>>>>>

// Host-side tests for the finder component, driven through a fake stage.

use glam::DVec2;
use rand::rngs::StdRng;
use rand::SeedableRng;
use sound_core::*;
use std::collections::HashMap;

#[derive(Default)]
struct FakeStage {
    viewport: Viewport,
    // document-space top-left per rendered block
    positions: HashMap<BlockId, Coordinate>,
}

impl FakeStage {
    fn square(size: f64) -> Self {
        Self {
            viewport: Viewport {
                width: size,
                height: size,
                scroll_x: 0.0,
                scroll_y: 0.0,
            },
            positions: HashMap::new(),
        }
    }

    fn place_all(&mut self, blocks: &[Block], at: Coordinate) {
        for b in blocks {
            self.positions.insert(b.id, at);
        }
    }
}

impl Stage for FakeStage {
    fn viewport(&self) -> Viewport {
        self.viewport
    }
    fn block_coordinate(&self, id: BlockId) -> Option<Coordinate> {
        self.positions.get(&id).copied()
    }
}

fn make_finder(seed: u64, stage: &FakeStage) -> SoundFinder<StdRng> {
    let config = FinderConfig {
        generate_count: 40,
        ..FinderConfig::default()
    };
    SoundFinder::new(config, StdRng::seed_from_u64(seed), &stage.viewport())
}

#[test]
fn generate_appends_exactly_count_blocks() {
    let stage = FakeStage::square(1000.0);
    let mut finder = make_finder(1, &stage);
    assert!(finder.blocks().is_empty());

    finder.generate_blocks(0);
    assert_eq!(finder.blocks().len(), 0);

    finder.generate_blocks(25);
    assert_eq!(finder.blocks().len(), 25);
    finder.generate_blocks(7);
    assert_eq!(finder.blocks().len(), 32);

    for b in finder.blocks() {
        assert!((BLOCK_HEIGHT_MIN..=BLOCK_HEIGHT_MAX).contains(&b.height));
        assert!(BLOCK_PALETTE.contains(&b.color));
    }
}

#[test]
fn block_ids_stay_unique_across_regenerations() {
    let stage = FakeStage::square(1000.0);
    let mut finder = make_finder(2, &stage);
    finder.begin_generate();
    let first: Vec<BlockId> = finder.blocks().iter().map(|b| b.id).collect();
    finder.begin_generate();
    assert_eq!(finder.blocks().len(), 40);
    for b in finder.blocks() {
        assert!(!first.contains(&b.id));
    }
}

#[test]
fn choose_on_empty_sequence_is_a_no_op() {
    let stage = FakeStage::square(1000.0);
    let mut finder = make_finder(3, &stage);
    assert_eq!(finder.choose_random_block(&stage), None);
    assert_eq!(finder.chosen_index(), None);
    assert_eq!(finder.chosen_block_coordinate(), None);
    assert_eq!(finder.sound_volume(), 0.0);
}

#[test]
fn chosen_index_is_always_in_bounds() {
    for seed in 0..50 {
        let mut stage = FakeStage::square(800.0);
        let mut finder = make_finder(seed, &stage);
        let len = 1 + (seed as usize % 9);
        finder.generate_blocks(len);
        stage.place_all(finder.blocks(), DVec2::new(10.0, 20.0));

        let idx = finder.choose_random_block(&stage).expect("block chosen");
        assert!(idx < len);
        assert_eq!(finder.chosen_index(), Some(idx));
        assert_eq!(
            finder.chosen().map(|c| c.id),
            Some(finder.blocks()[idx].id)
        );
        assert_eq!(
            finder.chosen_block_coordinate(),
            Some(DVec2::new(10.0, 20.0))
        );
    }
}

#[test]
fn unrendered_block_leaves_selection_unchanged() {
    let stage = FakeStage::square(1000.0);
    let mut finder = make_finder(4, &stage);
    finder.generate_blocks(5);
    assert_eq!(finder.choose_random_block(&stage), None);
    assert_eq!(finder.chosen(), None);
}

#[test]
fn volume_is_zero_without_a_chosen_block() {
    let mut stage = FakeStage::square(1000.0);
    let mut finder = make_finder(5, &stage);
    assert_eq!(finder.collide_vector(), None);
    assert_eq!(finder.sound_volume(), 0.0);

    finder.generate_blocks(10);
    stage.viewport.scroll_y = 400.0;
    finder.on_scroll(&stage);
    assert_eq!(finder.sound_volume(), 0.0);
}

#[test]
fn volume_is_one_when_block_sits_at_center() {
    let mut stage = FakeStage::square(1000.0);
    let mut finder = make_finder(6, &stage);
    finder.generate_blocks(3);
    stage.place_all(finder.blocks(), DVec2::new(500.0, 500.0));
    finder.choose_random_block(&stage);
    assert_eq!(finder.collide_vector(), Some(DVec2::ZERO));
    assert_eq!(finder.sound_volume(), 1.0);
}

#[test]
fn volume_scenario_quarter_range_below_center() {
    let mut stage = FakeStage::square(1000.0);
    let mut finder = make_finder(7, &stage);
    finder.generate_blocks(4);
    stage.place_all(finder.blocks(), DVec2::new(500.0, 750.0));
    finder.choose_random_block(&stage);
    assert_eq!(finder.center_coordinate(), DVec2::new(500.0, 500.0));
    assert_eq!(finder.collide_vector(), Some(DVec2::new(0.0, -250.0)));
    assert_eq!(finder.sound_volume(), 0.875);
}

#[test]
fn scroll_moves_center_but_not_chosen_block() {
    let mut stage = FakeStage::square(1000.0);
    let mut finder = make_finder(8, &stage);
    finder.generate_blocks(6);
    stage.place_all(finder.blocks(), DVec2::new(500.0, 750.0));
    finder.choose_random_block(&stage);

    // Layout shifts that only a resize would pick up.
    stage.place_all(finder.blocks(), DVec2::new(0.0, 0.0));
    stage.viewport.scroll_y = 250.0;
    finder.on_scroll(&stage);

    assert_eq!(finder.center_coordinate(), DVec2::new(500.0, 750.0));
    assert_eq!(
        finder.chosen_block_coordinate(),
        Some(DVec2::new(500.0, 750.0))
    );
    assert_eq!(finder.sound_volume(), 1.0);
}

#[test]
fn resize_refreshes_center_and_chosen_block() {
    let mut stage = FakeStage::square(1000.0);
    let mut finder = make_finder(9, &stage);
    finder.generate_blocks(6);
    stage.place_all(finder.blocks(), DVec2::new(100.0, 100.0));
    finder.choose_random_block(&stage);

    stage.viewport.width = 400.0;
    stage.viewport.height = 600.0;
    stage.place_all(finder.blocks(), DVec2::new(200.0, 300.0));
    finder.on_resize(&stage);

    assert_eq!(finder.center_coordinate(), DVec2::new(200.0, 300.0));
    assert_eq!(
        finder.chosen_block_coordinate(),
        Some(DVec2::new(200.0, 300.0))
    );
    assert_eq!(finder.sound_volume(), 1.0);
}

#[test]
fn resize_without_selection_only_moves_center() {
    let mut stage = FakeStage::square(1000.0);
    let mut finder = make_finder(10, &stage);
    stage.viewport.width = 200.0;
    finder.on_resize(&stage);
    assert_eq!(finder.center_coordinate(), DVec2::new(100.0, 500.0));
    assert_eq!(finder.chosen_block_coordinate(), None);
}

#[test]
fn cleared_blocks_keep_last_known_selection() {
    let mut stage = FakeStage::square(1000.0);
    let mut finder = make_finder(11, &stage);
    finder.generate_blocks(5);
    stage.place_all(finder.blocks(), DVec2::new(300.0, 500.0));
    let idx = finder.choose_random_block(&stage);

    finder.clear_blocks();
    stage.positions.clear();
    finder.on_resize(&stage);

    assert_eq!(finder.chosen_index(), idx);
    assert_eq!(
        finder.chosen_block_coordinate(),
        Some(DVec2::new(300.0, 500.0))
    );
    assert!((finder.sound_volume() - 0.9).abs() < 1e-12);
}

#[test]
fn superseded_generation_does_not_choose() {
    let mut stage = FakeStage::square(1000.0);
    let mut finder = make_finder(12, &stage);
    let stale = finder.begin_generate();
    let current = finder.begin_generate();
    stage.place_all(finder.blocks(), DVec2::new(500.0, 500.0));

    assert!(!finder.is_current(stale));
    assert_eq!(finder.finish_generate(stale, &stage), None);
    assert_eq!(finder.chosen(), None);

    let idx = finder.finish_generate(current, &stage).expect("chosen");
    assert!(idx < finder.blocks().len());
    assert_eq!(finder.sound_volume(), 1.0);
}

#[test]
fn layout_handle_is_replaced_per_generation() {
    let stage = FakeStage::square(1000.0);
    let mut finder = make_finder(13, &stage);
    let masonry = Masonry::new(MasonryOptions::default()).expect("valid options");
    assert!(finder.layout().is_none());

    finder.begin_generate();
    let first = finder.apply_layout(&masonry, 1000.0, 1000.0, 10.0).clone();
    assert_eq!(first.layout.placements.len(), 40);
    assert_eq!(first.layout.columns, MASONRY_COLUMNS);

    finder.begin_generate();
    finder.generate_blocks(2);
    let second = finder.apply_layout(&masonry, 1000.0, 400.0, 10.0);
    assert!(second.generation > first.generation);
    assert_eq!(second.layout.placements.len(), 42);
    assert_eq!(second.layout.columns, 6);
}

#[test]
fn cancelled_generation_does_not_choose() {
    let mut stage = FakeStage::square(1000.0);
    let mut finder = make_finder(14, &stage);
    let ticket = finder.begin_generate();
    stage.place_all(finder.blocks(), DVec2::new(500.0, 500.0));

    finder.cancel_pending();

    assert!(!finder.is_current(ticket));
    assert_eq!(finder.finish_generate(ticket, &stage), None);
    assert_eq!(finder.chosen(), None);
    assert_eq!(finder.sound_volume(), 0.0);
    // blocks stay as rendered
    assert_eq!(finder.blocks().len(), 40);
}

<<<<<

INSTRUCTIONS TO FOLLOW
Copy out all lines of the material containing the word "Some".

WRITTEN SOLUTION
        assert_eq!(finder.chosen_index(), Some(idx));
            Some(finder.blocks()[idx].id)
            Some(DVec2::new(10.0, 20.0))
    assert_eq!(finder.collide_vector(), Some(DVec2::ZERO));
    assert_eq!(finder.collide_vector(), Some(DVec2::new(0.0, -250.0)));
        Some(DVec2::new(500.0, 750.0))
        Some(DVec2::new(200.0, 300.0))
        Some(DVec2::new(300.0, 500.0))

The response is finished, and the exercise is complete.